I ‘learned’ how to roll
in about 3 or 4 two hour sessions. Meaning, at various times I could roll my kayak, but certainly no where near 100%. I stayed like that for a couple of years ‘working’ on my own. Then I took a class and 15 minutes later I could actually roll the kayak reliably and I learned how to diagnose problems with how I rolled. From then on when I worked on my roll I was actually improving it instead of just repeating the same problems.

Difficulty learning to roll is generally the instructor’s deficiencies not the students.

different learning styles and skills
"Fact is that folks have different learning styles and different physical skills and body awareness. It takes some longer and some less so."

Thank you paddlemore!

It took me a long time and intersecting with the right coach. Once I ‘got’ my roll I had 100 within a month including a couple of combat rolls in surf and conditions.

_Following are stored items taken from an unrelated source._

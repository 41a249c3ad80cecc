//! The analysis chain (distribution, day master, useful elements,
//! fortune) over fixed pillar sets.

use approx::assert_relative_eq;
use saju_base::{
    Beneficial, Element, ElementDistribution, ElementPercentages, ElementStatus, FourPillars,
    Grade, Pillar, StrengthTier, advise_useful_elements, evaluate_day_master, score_fortune,
};

fn chart(names: &str) -> FourPillars {
    let p: Vec<Pillar> = names
        .split(' ')
        .map(|name| {
            (0..60)
                .filter_map(Pillar::from_cycle_index)
                .find(|p| p.name() == name)
                .unwrap()
        })
        .collect();
    FourPillars {
        year: p[0],
        month: p[1],
        day: p[2],
        hour: p[3],
    }
}

#[test]
fn metal_heavy_chart() {
    // 庚午 辛巳 庚辰 丙戌: metal 3, fire 3, earth 2
    let fp = chart("庚午 辛巳 庚辰 丙戌");
    let dist = ElementDistribution::from_pillars(&fp);
    let counts: Vec<u8> = dist.counts().map(|(_, n)| n).collect();
    assert_eq!(counts, [0, 3, 2, 3, 0]);
    assert_eq!(dist.status(Element::Fire), ElementStatus::Developed);

    let dm = evaluate_day_master(&fp, &dist);
    assert_eq!(dm.tier, StrengthTier::Strong);

    let useful = advise_useful_elements(&dist);
    assert_eq!(
        useful.beneficial,
        Beneficial::Elements(vec![Element::Wood, Element::Water])
    );
    assert!(useful.detrimental.is_empty());

    let pct = ElementPercentages::from_distribution(&dist);
    assert_relative_eq!(pct.fire, 37.5);
    let f = score_fortune(&pct);
    // wealth 50 + (25 + 37.5) / 2 = 81.25; career 50 + 37.5 / 2 = 68.75
    assert_eq!((f.wealth.score, f.wealth.grade), (81, Grade::A));
    assert_eq!((f.career.score, f.career.grade), (69, Grade::B));
    assert_eq!((f.love.score, f.love.grade), (50, Grade::C));
}

#[test]
fn four_elements_in_pairs() {
    // 甲寅 丙午 戊辰 庚申: wood 2, fire 2, earth 2, metal 2, water 0
    let fp = chart("甲寅 丙午 戊辰 庚申");
    let dist = ElementDistribution::from_pillars(&fp);
    assert_eq!(dist.total(), 8);
    assert_eq!(dist.status(Element::Water), ElementStatus::Absent);
    assert_eq!(
        advise_useful_elements(&dist).beneficial,
        Beneficial::Elements(vec![Element::Water])
    );
    let dm = evaluate_day_master(&fp, &dist);
    assert_eq!((dm.element, dm.tier), (Element::Earth, StrengthTier::Balanced));
    // shares 25/25/25/25/0: variance 100 → health 100 - 3·10 = 70
    let f = score_fortune(&ElementPercentages::from_distribution(&dist));
    assert_eq!(f.health.score, 70);
}
//! Fail-fast validation of a [`BirthInput`].

use saju_calendar::{CalendarService, days_in_month};

use crate::config::EngineConfig;
use crate::error::SajuError;
use crate::input::BirthInput;

/// Longest possible lunar month, used when the calendar cannot say.
pub const LUNAR_MONTH_MAX_DAYS: u32 = 30;

/// Check `input` in the order year → month → day → hour → minute and
/// report only the first violation.
///
/// Day limits follow the input's own calendar: Gregorian month lengths
/// for solar input; the collaborator's lunar month length (or 30) for
/// lunar input.
pub fn validate_birth_input<C: CalendarService>(
    input: &BirthInput,
    config: &EngineConfig,
    calendar: &C,
) -> Result<(), SajuError> {
    let max_year = config.resolved_max_year();
    if !(config.min_year..=max_year).contains(&input.year) {
        return Err(SajuError::YearOutOfRange {
            year: input.year,
            min: config.min_year,
            max: max_year,
        });
    }

    let month_days = if input.is_lunar {
        (1..=12).contains(&input.month).then(|| {
            calendar
                .lunar_month_days(input.year, input.month)
                .unwrap_or(LUNAR_MONTH_MAX_DAYS)
        })
    } else {
        days_in_month(input.year, input.month)
    };
    let Some(max_day) = month_days else {
        return Err(SajuError::InvalidMonth { month: input.month });
    };

    if !(1..=max_day).contains(&input.day) {
        return Err(SajuError::InvalidDayForMonth {
            year: input.year,
            month: input.month,
            day: input.day,
            max_day,
        });
    }
    if input.hour > 23 {
        return Err(SajuError::HourOutOfRange { hour: input.hour });
    }
    if input.minute > 59 {
        return Err(SajuError::MinuteOutOfRange {
            minute: input.minute,
        });
    }
    Ok(())
}

#[cfg(test)]
mod tests {
    use super::*;
    use saju_calendar::FixedTermCalendar;

    const CONFIG: EngineConfig = EngineConfig::with_year_range(1900, 2026);

    fn check(input: BirthInput) -> Result<(), SajuError> {
        validate_birth_input(&input, &CONFIG, &FixedTermCalendar::new())
    }

    #[test]
    fn valid_input_passes() {
        assert!(check(BirthInput::solar(1990, 5, 15).at(23, 59)).is_ok());
    }

    #[test]
    fn year_bounds() {
        assert!(check(BirthInput::solar(1900, 1, 1)).is_ok());
        assert!(check(BirthInput::solar(2026, 12, 31)).is_ok());
        assert_eq!(
            check(BirthInput::solar(1899, 12, 31)),
            Err(SajuError::YearOutOfRange {
                year: 1899,
                min: 1900,
                max: 2026
            })
        );
        assert!(matches!(
            check(BirthInput::solar(2027, 1, 1)),
            Err(SajuError::YearOutOfRange { year: 2027, .. })
        ));
    }

    #[test]
    fn month_bounds() {
        assert_eq!(
            check(BirthInput::solar(1990, 0, 1)),
            Err(SajuError::InvalidMonth { month: 0 })
        );
        assert_eq!(
            check(BirthInput::lunar(1990, 13, 1)),
            Err(SajuError::InvalidMonth { month: 13 })
        );
    }

    #[test]
    fn gregorian_leap_day() {
        assert!(check(BirthInput::solar(2024, 2, 29)).is_ok());
        assert_eq!(
            check(BirthInput::solar(2023, 2, 29)),
            Err(SajuError::InvalidDayForMonth {
                year: 2023,
                month: 2,
                day: 29,
                max_day: 28
            })
        );
        assert!(check(BirthInput::solar(1900, 2, 29)).is_err());
    }

    #[test]
    fn lunar_day_limit_without_calendar_knowledge() {
        assert!(check(BirthInput::lunar(2023, 2, 30)).is_ok());
        assert!(matches!(
            check(BirthInput::lunar(2023, 2, 31)),
            Err(SajuError::InvalidDayForMonth { max_day: 30, .. })
        ));
    }

    #[test]
    fn hour_and_minute_bounds() {
        assert_eq!(
            check(BirthInput::solar(1990, 5, 15).at(24, 0)),
            Err(SajuError::HourOutOfRange { hour: 24 })
        );
        assert_eq!(
            check(BirthInput::solar(1990, 5, 15).at(0, 60)),
            Err(SajuError::MinuteOutOfRange { minute: 60 })
        );
    }

    #[test]
    fn first_violation_wins() {
        // Every field is invalid: only the year is reported.
        let all_bad = BirthInput {
            year: 1800,
            month: 13,
            day: 40,
            hour: 25,
            minute: 61,
            is_lunar: false,
        };
        assert!(matches!(check(all_bad), Err(SajuError::YearOutOfRange { .. })));

        // Month and later invalid: month is reported.
        let from_month = BirthInput { year: 1990, ..all_bad };
        assert!(matches!(check(from_month), Err(SajuError::InvalidMonth { .. })));

        let from_day = BirthInput { month: 1, ..from_month };
        assert!(matches!(check(from_day), Err(SajuError::InvalidDayForMonth { .. })));

        let from_hour = BirthInput { day: 1, ..from_day };
        assert!(matches!(check(from_hour), Err(SajuError::HourOutOfRange { .. })));

        let from_minute = BirthInput { hour: 0, ..from_hour };
        assert!(matches!(check(from_minute), Err(SajuError::MinuteOutOfRange { .. })));
    }
}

I think positive reinforcement is best. Nothing succeeds like success.

I’m embarrassed…
To speak up in this skilled and learned group.My boat is an OT Castaway, 12’ 9" long, 25" beam and a high seatback that prevents any layback on the rear deck. I’ve got a cheap coated nylon skirt with suspenders. A low mid-range aluminum shaft paddle with asymetrical, cupped blades.

I looked through a bunch of books on the subject, and read the threads here on P-net. I had a hard time envisioning rolling, the dynamics of “inverted” gravity and being on the wrong side of the water-air interface. I hung on the bow of my friends boats and practiced tipping my boat over…never really past 90 degrees. I memorized the tips and rules: Hip Snap, Don’t lift your Head, etc. etc. One day it seemed like a lightbulb went on in my brain. “Oh, I think I get it.”

Brought my son and a friend to a local lake, and “got ready”.Float bags, check. Facemask, check. Several minutes of “deep breathing to oxygenate myself”, check. Check, Check, Check. Pretty soon I began to feel foolish, even though my friend and my son were looking on with patient concerned looks, as if I were about to attempt some truly heroic and death-defying feat.

So, I “set up”, (Check, Check, Check) and went over. Missed the first try and wet exited. Got back in and after another lengthy Check, Check, Check preparation went over again and…

I was upright, and water was cascading off me and the boat. My jaw was hanging open I was so surprised.

Since then I can roll maybe 50% of the time, and don’t have a “combat” roll. Don’t need the facemask anymore, though.

Oddly, since I rolled I think I can give advice to those that can’t. It’s just that it is such cool fun I want to share it.

My advice is: take your time, keep trying.